Ademais, consigne-se que o fato de o adolescente dispor de uma arma de
fogo, com a qual teria tentado ceifar a própria vida, trata-se de fato gravíssimo que deve ser
imputado não à ora acusada, senão à própria família do ofendido, não sendo admissível que
um artefato bélico de potencial letal esteja simplesmente à disposição de um menino de 12
(doze) anos de idade.
Verifica-se, pois, que há uma série de fatores que vão de encontro à palavra
das vítimas, de forma a suscitar dúvida na versão acusatória, o que enseja a manutenção da
absolvição da ré.
Importante salientar que a absolvição da acusada, no presente caso, não
importa em desmerecimento às palavras dos infantes, ou mesmo afirmar que estes estão
incorrendo em inverdades ao imputar a conduta narrada na exordial à educadora.
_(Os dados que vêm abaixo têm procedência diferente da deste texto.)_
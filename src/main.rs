use central_hub::{
    AppState,
    config::{AppConfig, Env},
    create_router,
    repository::{PostgresRepository, RepositoryState},
    upload::{LocalDiskStorage, StorageService, StorageState},
};
use sqlx::postgres::PgPoolOptions;
use std::sync::Arc;
use tokio::net::TcpListener;
use tracing_subscriber::{layer::SubscriberExt, util::SubscriberInitExt};

/// main
///
/// The asynchronous entry point, responsible for initializing all core
/// components: configuration, logging, database, storage, and the HTTP
/// server.
#[tokio::main]
async fn main() {
    // 1. Configuration & environment loading (fail-fast).
    dotenv::dotenv().ok();
    let config = AppConfig::load();

    // 2. Logging filter setup: RUST_LOG wins, with sensible local defaults.
    let env_filter = tracing_subscriber::EnvFilter::try_from_default_env()
        .unwrap_or_else(|_| "central_hub=debug,tower_http=info,axum=trace".into());

    // 3. Initialize logging based on environment.
    match config.env {
        Env::Local => {
            // LOCAL: pretty print for human readability.
            tracing_subscriber::registry()
                .with(env_filter)
                .with(tracing_subscriber::fmt::layer().pretty())
                .init();
        }
        Env::Production => {
            // PROD: JSON output for centralized log aggregators.
            tracing_subscriber::registry()
                .with(env_filter)
                .with(tracing_subscriber::fmt::layer().json())
                .init();
        }
    }

    tracing::info!("Application starting in {:?} mode", config.env);

    // 4. Database initialization (Postgres) and schema migration.
    let pool = PgPoolOptions::new()
        .max_connections(5)
        .connect(&config.db_url)
        .await
        .expect("FATAL: Failed to connect to Postgres. Check DATABASE_URL.");

    sqlx::migrate!("./migrations")
        .run(&pool)
        .await
        .expect("FATAL: Failed to run database migrations.");

    let repo = Arc::new(PostgresRepository::new(pool)) as RepositoryState;

    // 5. Storage initialization: provision the upload directory layout.
    let disk = LocalDiskStorage::new(config.upload_dir.clone());
    disk.ensure_layout().await;
    let storage = Arc::new(disk) as StorageState;

    // 6. Unified state assembly.
    let app_state = AppState {
        repo,
        storage,
        config,
    };

    // 7. Router and server startup.
    let app = create_router(app_state);

    let listener = TcpListener::bind("0.0.0.0:3000")
        .await
        .expect("FATAL: Failed to bind 0.0.0.0:3000");

    tracing::info!("HTTP server bound successfully.");
    tracing::info!("Listening on 0.0.0.0:3000");
    tracing::info!("API Documentation (Swagger UI) available at: http://localhost:3000/swagger-ui");

    axum::serve(listener, app)
        .await
        .expect("FATAL: HTTP server terminated unexpectedly.");
}
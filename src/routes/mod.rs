/// Router Module Index
///
/// Organizes the application's routing into security-segregated modules so
/// access control is applied explicitly at the module level (via Axum
/// layers) instead of per-handler convention.

/// Routes accessible to all clients: read-only category/resource access,
/// registration, and the health probe.
pub mod public;

/// The mutating routes (category/resource writes, upload). The whole
/// module is wrapped in an authentication layer, and every handler
/// additionally requires the ADMIN role.
pub mod admin;
use async_trait::async_trait;
use unicode_normalization::UnicodeNormalization;
use unicode_normalization::char::is_combining_mark;

use crate::error::{AppError, AppResult};

/// Upper bound on uniqueness probes for a single slug resolution. Exceeding
/// it surfaces a storage error instead of looping against the store forever.
pub const MAX_SLUG_ATTEMPTS: u32 = 50;

/// slugify
///
/// Derives a URL-safe slug from a display name: decompose to NFD, drop the
/// combining marks (so "Matematică" becomes "matematica"), lowercase, then
/// collapse every run of non-alphanumeric characters into a single hyphen
/// with no leading or trailing hyphen. Pure and idempotent.
pub fn slugify(name: &str) -> String {
    let mut slug = String::with_capacity(name.len());
    let mut pending_hyphen = false;

    for c in name.nfd() {
        if is_combining_mark(c) {
            continue;
        }
        let c = c.to_ascii_lowercase();
        if c.is_ascii_alphanumeric() {
            if pending_hyphen && !slug.is_empty() {
                slug.push('-');
            }
            pending_hyphen = false;
            slug.push(c);
        } else {
            // Any run of separators collapses into one hyphen, emitted lazily
            // so the result never starts or ends with one.
            pending_hyphen = true;
        }
    }

    slug
}

/// SlugIndex
///
/// The probe contract the uniqueness resolver runs against. Implemented by
/// the repository over the `categories.slug` column, and by in-memory
/// fixtures in tests.
#[async_trait]
pub trait SlugIndex: Send + Sync {
    /// Whether `slug` is already taken by a record other than `exclude_id`.
    async fn slug_in_use(&self, slug: &str, exclude_id: Option<i64>) -> AppResult<bool>;
}

/// resolve_unique
///
/// Resolves a free slug for `name`: probes the base slug first, then
/// `base-1`, `base-2`, ... in increasing order. `exclude_id` makes the
/// record being updated invisible to the probe, so renaming a category to
/// its own name keeps its slug.
///
/// The probe is an optimisation, not the authority: the store's unique
/// constraint still decides, and callers retry on an insert conflict.
pub async fn resolve_unique(
    index: &dyn SlugIndex,
    name: &str,
    exclude_id: Option<i64>,
) -> AppResult<String> {
    let base = slugify(name);
    if base.is_empty() {
        return Err(AppError::validation(
            "Name must contain at least one alphanumeric character",
        ));
    }

    if !index.slug_in_use(&base, exclude_id).await? {
        return Ok(base);
    }

    for counter in 1..=MAX_SLUG_ATTEMPTS {
        let candidate = format!("{base}-{counter}");
        if !index.slug_in_use(&candidate, exclude_id).await? {
            return Ok(candidate);
        }
    }

    Err(AppError::Storage(format!(
        "no free slug for '{base}' after {MAX_SLUG_ATTEMPTS} attempts"
    )))
}
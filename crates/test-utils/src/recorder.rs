use std::sync::{Arc, Mutex};
use std::thread::{self, ThreadId};

/// Thread-safe, ordered log of events for asserting on execution order.
#[derive(Clone, Default)]
pub struct Recorder {
    events: Arc<Mutex<Vec<(String, ThreadId)>>>,
}

impl Recorder {
    pub fn new() -> Self {
        Self::default()
    }

    /// Record `event` together with the calling thread.
    pub fn record(&self, event: impl Into<String>) {
        self.events
            .lock()
            .unwrap()
            .push((event.into(), thread::current().id()));
    }

    pub fn events(&self) -> Vec<String> {
        self.events
            .lock()
            .unwrap()
            .iter()
            .map(|(e, _)| e.clone())
            .collect()
    }

    /// Thread that recorded `event` first.
    pub fn thread_of(&self, event: &str) -> Option<ThreadId> {
        self.events
            .lock()
            .unwrap()
            .iter()
            .find(|(e, _)| e == event)
            .map(|(_, t)| *t)
    }

    pub fn len(&self) -> usize {
        self.events.lock().unwrap().len()
    }

    pub fn is_empty(&self) -> bool {
        self.len() == 0
    }
}
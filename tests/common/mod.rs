#![allow(dead_code)]

pub use taskchain_test_utils::{
    LogCapture, Recorder, SchedulerConfigBuilder, init_log_capture, init_tracing, shell,
    test_scheduler, wait_until,
};

pub type TestResult = Result<(), Box<dyn std::error::Error>>;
É que se
entende, por outro lado, que não pode o Estado proceder a um juízo condenatório,
submetendo a acusada à privação de liberdade ou mesmo restrição de direitos, sem o mínimo
de elementos que o embasem.
Posto isso, reitero ser a manutenção da absolvição de rigor, pelo que deve ser
negado provimento ao recurso ministerial.
Ante o exposto, voto por negar provimento ao recurso.